Results 1 to 14 of 14
Thread: Compare Lists

20130517, 08:51 #1
 Join Date
 Jan 2001
 Location
 West Long Branch, New Jersey, USA
 Posts
 1,935
 Thanks
 6
 Thanked 9 Times in 7 Posts
Compare Lists
Hi All,
I've searched for various ways of comparing lists. What I found a lot of is use of Conditional Formatting to compare 2 lists in a "static" way. What I need to do is a bit different.
Attached is a simple spreadsheet showing what I need.
The sheet "Group Rosters" has 4 lists of groups, each group having several names (Name1, Name2, etc.). A Name can belong to one or more lists.
The sheet "Sked" has 2 possible ways of arranging the groups. A group is shaded red (done manually here) to indicate there is at least 1 Namex in a group that is also in the next group; a group is shaded green (or can be left unshaded) to indicate there are no names in common between that group and the next group. It doesn't matter if the shading is done for a group and the next group, or a group and the previous group. I chose the former here; hence the last group will never be shaded since no group follows it.
For this application, groups can be rearranged to ensure no overlap (or minimal overlap, recognizing there may be no arrangement of groups that result in no overlap).
The sheet "Compare Groups" was also generated manually to show the overlap of Name's between any two groups but should be generated automatically (and this may be somewhere on the Internet although I didn't see it). This may help to rearrange groups to ensure the minimum overlap. If there was some way of generating a list of groups that ensures minimal overlap, that would be great. However, there can be 40 or 50 groups, so I'm not holding my breath for this.
It would be ideal to have some way of shading the groups on the "Sked" worksheet using Conditional Formatting rather than using a macro. The person actually using this will not know much Excel (right now, she's doing this all manually). Therefore, I also added a check on the "Sked" sheet to show that an arrangement of groups has no duplications of groups (eg, she may rearrange groups to avoid overlaps but forget to change a group). If there are duplications, having the number of duplications would be useful (under limited circumstances, a duplication may be ok but that's more the exception than the rule).
TIA
Fred

20130517, 10:48 #2
 Join Date
 Jul 2002
 Location
 Pittsburgh, Pennsylvania, USA
 Posts
 11,225
 Thanks
 14
 Thanked 342 Times in 335 Posts
If you create names for the "groups" in the 'Group Roster' sheet:
Group1 ='Group Rosters'!$A$1:$A$4
Group2 ='Group Rosters'!$B$1:$B$3
Group3 ='Group Rosters'!$C$1:$C$3
Group4 ='Group Rosters'!$D$2:$D$4
Then in 'Compare Groups' you can create the ARRAY formula (confirm with ctrlshiftenter) in B2:
=IF($A2=B$1,"",SUM(ISNUMBER(MATCH(INDIRECT($A2),INDIRECT(B$1),0 ))*1))
This can be copied down the Bcolumn and the B column copied to the other columns to calculate the number for each comparison.
In the 'sked' sheet you can use conditional formuatting. Select A1:C4, home  conditional formatting New rule  use a formula...
nter the formula:
=SUM(ISNUMBER(MATCH(INDIRECT(A1),INDIRECT(A2),0))* 1)>0
Then [formal] fill  select red  okok
Then you can select A1:A4, home format painter  select C1:C4 and the format will color it red as well.
You can add the Green formatting if desired by changing the formula to:
=SUM(ISNUMBER(MATCH(INDIRECT(A1),INDIRECT(A2),0))* 1)=0
and formatting it green.
Steve

20130517, 11:43 #3
 Join Date
 Jan 2001
 Location
 West Long Branch, New Jersey, USA
 Posts
 1,935
 Thanks
 6
 Thanked 9 Times in 7 Posts
Steve,
Thanks a million.
If I spent an eternity, I probably would still have not come up with your solution.
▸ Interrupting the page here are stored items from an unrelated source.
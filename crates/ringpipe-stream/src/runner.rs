//! The cooperative polling driver.
//!
//! A driver operation advances an arbitrary state toward completion using a
//! *ready* predicate, an optional *done* predicate and an *action* function,
//! without ever blocking the caller: a negative poll re-schedules the task
//! instead of spinning, first without delay on the work pool
//! ([`tokio::task::yield_now`]) and then with a linearly growing delay on the
//! timer ([`tokio::time::sleep`]).
//!
//! Three shapes are provided:
//!
//! | Shape | Completes with |
//! |-------|----------------|
//! | [`complete`] | `()` when `ready` first holds |
//! | [`apply`] | the result of `action`, invoked once after `ready` first holds |
//! | [`run_loop`] | the result of the last `action`, issued immediately before `done` first holds |
//!
//! Hook failure is a first-class result: `action` returns `Result` and an
//! error fails the operation immediately; no further polls occur. A deadline,
//! when configured, is checked before every poll pass, so no hook invocation
//! begins after it has elapsed. Suspension happens only between poll passes;
//! within one `action` invocation the state is mutated freely with no await
//! point.

use crate::config::RunnerConfig;
use crate::error::PipeError;
use tokio::time::Instant;

/// Re-poll throttle with a hard deadline.
///
/// The first `immediate_retries` negative polls yield straight back to the
/// work pool; subsequent polls sleep `retries × retry_unit` capped at
/// `retry_cap` (and at the remaining deadline, so expiry is observed
/// promptly). A successful poll resets the ladder.
struct Poller<'a> {
    cfg: &'a RunnerConfig,
    deadline: Option<Instant>,
    retries: u32,
}

impl<'a> Poller<'a> {
    fn new(cfg: &'a RunnerConfig) -> Self {
        Self {
            cfg,
            deadline: cfg.timeout.map(|t| Instant::now() + t),
            retries: 0,
        }
    }

    fn expired(&self) -> bool {
        matches!(self.deadline, Some(d) if Instant::now() >= d)
    }

    fn timeout_error(&self) -> PipeError {
        PipeError::Timeout(self.cfg.timeout.unwrap_or_default())
    }

    fn reset(&mut self) {
        self.retries = 0;
    }

    async fn wait(&mut self) {
        self.retries = self.retries.saturating_add(1);
        if self.retries <= self.cfg.immediate_retries {
            tokio::task::yield_now().await;
            return;
        }
        let mut delay = self
            .cfg
            .retry_unit
            .saturating_mul(self.retries)
            .min(self.cfg.retry_cap);
        if let Some(d) = self.deadline {
            delay = delay.min(d.saturating_duration_since(Instant::now()));
        }
        tracing::trace!(retries = self.retries, ?delay, "throttled re-poll");
        tokio::time::sleep(delay).await;
    }
}

/// Completes once `ready` first returns `true`.
pub async fn complete<S>(
    cfg: &RunnerConfig,
    state: &mut S,
    mut ready: impl FnMut(&mut S) -> bool,
) -> Result<(), PipeError> {
    let mut poller = Poller::new(cfg);
    loop {
        if poller.expired() {
            return Err(poller.timeout_error());
        }
        if ready(state) {
            return Ok(());
        }
        poller.wait().await;
    }
}

/// Invokes `action` exactly once, immediately after `ready` first returns
/// `true`, and completes with its result.
pub async fn apply<S, R>(
    cfg: &RunnerConfig,
    state: &mut S,
    mut ready: impl FnMut(&mut S) -> bool,
    mut action: impl FnMut(&mut S) -> Result<R, PipeError>,
) -> Result<R, PipeError> {
    let mut poller = Poller::new(cfg);
    loop {
        if poller.expired() {
            return Err(poller.timeout_error());
        }
        if ready(state) {
            return action(state);
        }
        poller.wait().await;
    }
}

/// Repeats `action` while `ready` holds and `done` does not, and completes
/// with the result of the last invocation (`None` when `done` held before
/// any action ran).
///
/// While both predicates cooperate (`ready` true, `done` false) the action
/// loop runs tight, with no re-scheduling between iterations; the loop
/// re-enters throttled polling as soon as `ready` drops.
pub async fn run_loop<S, R>(
    cfg: &RunnerConfig,
    state: &mut S,
    mut ready: impl FnMut(&mut S) -> bool,
    mut done: impl FnMut(&mut S) -> bool,
    mut action: impl FnMut(&mut S) -> Result<R, PipeError>,
) -> Result<Option<R>, PipeError> {
    let mut poller = Poller::new(cfg);
    let mut last = None;
    loop {
        if poller.expired() {
            return Err(poller.timeout_error());
        }
        if ready(state) {
            loop {
                if done(state) {
                    return Ok(last);
                }
                last = Some(action(state)?);
                if !ready(state) {
                    break;
                }
            }
            if done(state) {
                return Ok(last);
            }
            poller.reset();
        } else if done(state) {
            return Ok(last);
        } else {
            poller.wait().await;
        }
    }
}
And if I did almost get it, I probably would not have had the *1 at the end of the array formulas and conditional formatting. So why is that necessary?
Another question: you mention that "In the 'sked' sheet, you can use...Select A1:C4, home..." But later you mention "select A1:A4, ...format painter...C1:C4...". Since I'm using the format painter, shouldn't the first C4 be just A4 and the format painter will take care of column C?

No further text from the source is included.